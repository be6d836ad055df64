//! Move choosers the driver can swap between.
//!
//! - `SearchStrategy`: runs one of the search procedures per `SearchConfig`
//! - `RandomStrategy`: uniform choice among legal actions, a baseline
//!   opponent

use crate::core::GameRng;
use crate::rules::{Evaluator, Game};

use super::alpha_beta::alpha_beta_search_with_stats;
use super::config::{Algorithm, SearchConfig};
use super::depth_limited::depth_limited_alpha_beta_with_stats;
use super::minimax::minimax_search_with_stats;
use super::outcome::SearchOutcome;
use super::stats::SearchStats;

/// Something that picks an action for the player to move.
pub trait Strategy<G: Game> {
    /// Choose an action in `state`, or `None` if there is nothing to play.
    fn choose_action(&mut self, game: &G, state: &G::State) -> Option<G::Action>;

    /// Short label for logs.
    fn name(&self) -> &str;
}

/// Runs the configured search procedure on every call.
#[derive(Clone, Debug)]
pub struct SearchStrategy<E> {
    config: SearchConfig,
    evaluator: E,
    last_stats: SearchStats,
}

impl<E> SearchStrategy<E> {
    /// Create a strategy. `evaluator` is only used by depth-limited search.
    pub fn new(config: SearchConfig, evaluator: E) -> Self {
        Self {
            config,
            evaluator,
            last_stats: SearchStats::default(),
        }
    }

    /// Statistics of the most recent search.
    #[must_use]
    pub fn last_stats(&self) -> &SearchStats {
        &self.last_stats
    }

    /// Run the configured search once.
    pub fn search<G>(&self, game: &G, state: &G::State) -> SearchOutcome<G::Action>
    where
        G: Game,
        E: Evaluator<G::State>,
    {
        match self.config.algorithm {
            Algorithm::Minimax => minimax_search_with_stats(game, state),
            Algorithm::AlphaBeta => alpha_beta_search_with_stats(game, state),
            Algorithm::DepthLimited { depth } => depth_limited_alpha_beta_with_stats(
                game,
                state,
                depth,
                &self.evaluator,
                self.config.terminal_scoring,
            ),
        }
    }
}

impl<G, E> Strategy<G> for SearchStrategy<E>
where
    G: Game,
    E: Evaluator<G::State>,
{
    fn choose_action(&mut self, game: &G, state: &G::State) -> Option<G::Action> {
        let outcome = self.search(game, state);
        self.last_stats = outcome.stats;
        outcome.action
    }

    fn name(&self) -> &str {
        match self.config.algorithm {
            Algorithm::Minimax => "minimax",
            Algorithm::AlphaBeta => "alpha-beta",
            Algorithm::DepthLimited { .. } => "depth-limited alpha-beta",
        }
    }
}

/// Uniform random choice among legal actions.
#[derive(Clone, Debug)]
pub struct RandomStrategy {
    rng: GameRng,
}

impl RandomStrategy {
    /// Create a random strategy. Same seed produces the same choices.
    pub fn new(seed: u64) -> Self {
        Self {
            rng: GameRng::new(seed),
        }
    }
}

impl<G: Game> Strategy<G> for RandomStrategy {
    fn choose_action(&mut self, game: &G, state: &G::State) -> Option<G::Action> {
        if game.is_terminal(state) {
            return None;
        }
        let actions = game.actions(state);
        self.rng.choose(&actions).cloned()
    }

    fn name(&self) -> &str {
        "random"
    }
}

#[cfg(test)]
mod tests {
    use super::*;
    use crate::core::Player;
    use crate::search::testing::Tree;

    fn no_eval(_: &(usize, Player), _: Player) -> f64 {
        0.0
    }

    #[test]
    fn test_search_strategy_dispatches() {
        let tree = Tree::two_ply(&[&[3.0, 12.0, 8.0], &[2.0, 4.0, 6.0], &[14.0, 5.0, 2.0]]);
        let root = tree.root();

        let mut minimax = SearchStrategy::new(SearchConfig::minimax(), no_eval);
        assert_eq!(minimax.choose_action(&tree, &root), Some(0));
        assert_eq!(minimax.last_stats().nodes, 13);
        assert_eq!(Strategy::<Tree>::name(&minimax), "minimax");

        let mut alpha_beta = SearchStrategy::new(SearchConfig::default(), no_eval);
        assert_eq!(alpha_beta.choose_action(&tree, &root), Some(0));
        assert_eq!(alpha_beta.last_stats().nodes, 11);

        let mut limited =
            SearchStrategy::new(SearchConfig::default().with_depth_limit(Some(0)), no_eval);
        assert_eq!(limited.choose_action(&tree, &root), None);
        assert_eq!(limited.last_stats().nodes, 1);
    }

    #[test]
    fn test_random_strategy_is_legal_and_deterministic() {
        let tree = Tree::two_ply(&[&[1.0], &[2.0], &[3.0], &[4.0]]);
        let root = tree.root();

        let mut a = RandomStrategy::new(7);
        let mut b = RandomStrategy::new(7);
        for _ in 0..20 {
            let choice = a.choose_action(&tree, &root);
            assert_eq!(choice, b.choose_action(&tree, &root));
            assert!(tree.is_legal(&root, &choice.unwrap()));
        }
    }

    #[test]
    fn test_random_strategy_passes_at_terminal() {
        let tree = Tree::leaf(0.0);
        let mut random = RandomStrategy::new(1);
        assert_eq!(random.choose_action(&tree, &tree.root()), None);
    }
}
^^^^^^^^^^^^^^^^
> **Assignment**:
Print the entire set of records again, exactly.

> **Task answer**:
repository be6d836ad055df64
//! Move choosers the driver can swap between.
//!
//! - `SearchStrategy`: runs one of the search procedures per `SearchConfig`
//! - `RandomStrategy`: uniform choice among legal actions, a baseline
//!   opponent

use crate::core::GameRng;
use crate::rules::{Evaluator, Game};

use super::alpha_beta::alpha_beta_search_with_stats;
use super::config::{Algorithm, SearchConfig};
use super::depth_limited::depth_limited_alpha_beta_with_stats;
use super::minimax::minimax_search_with_stats;
use super::outcome::SearchOutcome;
use super::stats::SearchStats;

/// Something that picks an action for the player to move.
pub trait Strategy<G: Game> {
    /// Choose an action in `state`, or `None` if there is nothing to play.
    fn choose_action(&mut self, game: &G, state: &G::State) -> Option<G::Action>;

    /// Short label for logs.
    fn name(&self) -> &str;
}

/// Runs the configured search procedure on every call.
#[derive(Clone, Debug)]
pub struct SearchStrategy<E> {
    config: SearchConfig,
    evaluator: E,
    last_stats: SearchStats,
}

impl<E> SearchStrategy<E> {
    /// Create a strategy. `evaluator` is only used by depth-limited search.
    pub fn new(config: SearchConfig, evaluator: E) -> Self {
        Self {
            config,
            evaluator,
            last_stats: SearchStats::default(),
        }
    }

    /// Statistics of the most recent search.
    #[must_use]
    pub fn last_stats(&self) -> &SearchStats {
        &self.last_stats
    }

    /// Run the configured search once.
    pub fn search<G>(&self, game: &G, state: &G::State) -> SearchOutcome<G::Action>
    where
        G: Game,
        E: Evaluator<G::State>,
    {
        match self.config.algorithm {
            Algorithm::Minimax => minimax_search_with_stats(game, state),
            Algorithm::AlphaBeta => alpha_beta_search_with_stats(game, state),
            Algorithm::DepthLimited { depth } => depth_limited_alpha_beta_with_stats(
                game,
                state,
                depth,
                &self.evaluator,
                self.config.terminal_scoring,
            ),
        }
    }
}

impl<G, E> Strategy<G> for SearchStrategy<E>
where
    G: Game,
    E: Evaluator<G::State>,
{
    fn choose_action(&mut self, game: &G, state: &G::State) -> Option<G::Action> {
        let outcome = self.search(game, state);
        self.last_stats = outcome.stats;
        outcome.action
    }

    fn name(&self) -> &str {
        match self.config.algorithm {
            Algorithm::Minimax => "minimax",
            Algorithm::AlphaBeta => "alpha-beta",
            Algorithm::DepthLimited { .. } => "depth-limited alpha-beta",
        }
    }
}

/// Uniform random choice among legal actions.
#[derive(Clone, Debug)]
pub struct RandomStrategy {
    rng: GameRng,
}

impl RandomStrategy {
    /// Create a random strategy. Same seed produces the same choices.
    pub fn new(seed: u64) -> Self {
        Self {
            rng: GameRng::new(seed),
        }
    }
}

impl<G: Game> Strategy<G> for RandomStrategy {
    fn choose_action(&mut self, game: &G, state: &G::State) -> Option<G::Action> {
        if game.is_terminal(state) {
            return None;
        }
        let actions = game.actions(state);
        self.rng.choose(&actions).cloned()
    }

    fn name(&self) -> &str {
        "random"
    }
}

#[cfg(test)]
mod tests {
    use super::*;
    use crate::core::Player;
    use crate::search::testing::Tree;

    fn no_eval(_: &(usize, Player), _: Player) -> f64 {
        0.0
    }

    #[test]
    fn test_search_strategy_dispatches() {
        let tree = Tree::two_ply(&[&[3.0, 12.0, 8.0], &[2.0, 4.0, 6.0], &[14.0, 5.0, 2.0]]);
        let root = tree.root();

        let mut minimax = SearchStrategy::new(SearchConfig::minimax(), no_eval);
        assert_eq!(minimax.choose_action(&tree, &root), Some(0));
        assert_eq!(minimax.last_stats().nodes, 13);
        assert_eq!(Strategy::<Tree>::name(&minimax), "minimax");

        let mut alpha_beta = SearchStrategy::new(SearchConfig::default(), no_eval);
        assert_eq!(alpha_beta.choose_action(&tree, &root), Some(0));
        assert_eq!(alpha_beta.last_stats().nodes, 11);

        let mut limited =
            SearchStrategy::new(SearchConfig::default().with_depth_limit(Some(0)), no_eval);
        assert_eq!(limited.choose_action(&tree, &root), None);
        assert_eq!(limited.last_stats().nodes, 1);
    }

    #[test]
    fn test_random_strategy_is_legal_and_deterministic() {
        let tree = Tree::two_ply(&[&[1.0], &[2.0], &[3.0], &[4.0]]);
        let root = tree.root();

        let mut a = RandomStrategy::new(7);
        let mut b = RandomStrategy::new(7);
        for _ in 0..20 {
            let choice = a.choose_action(&tree, &root);
            assert_eq!(choice, b.choose_action(&tree, &root));
            assert!(tree.is_legal(&root, &choice.unwrap()));
        }
    }

    #[test]
    fn test_random_strategy_passes_at_terminal() {
        let tree = Tree::leaf(0.0);
        let mut random = RandomStrategy::new(1);
        assert_eq!(random.choose_action(&tree, &tree.root()), None);
    }
}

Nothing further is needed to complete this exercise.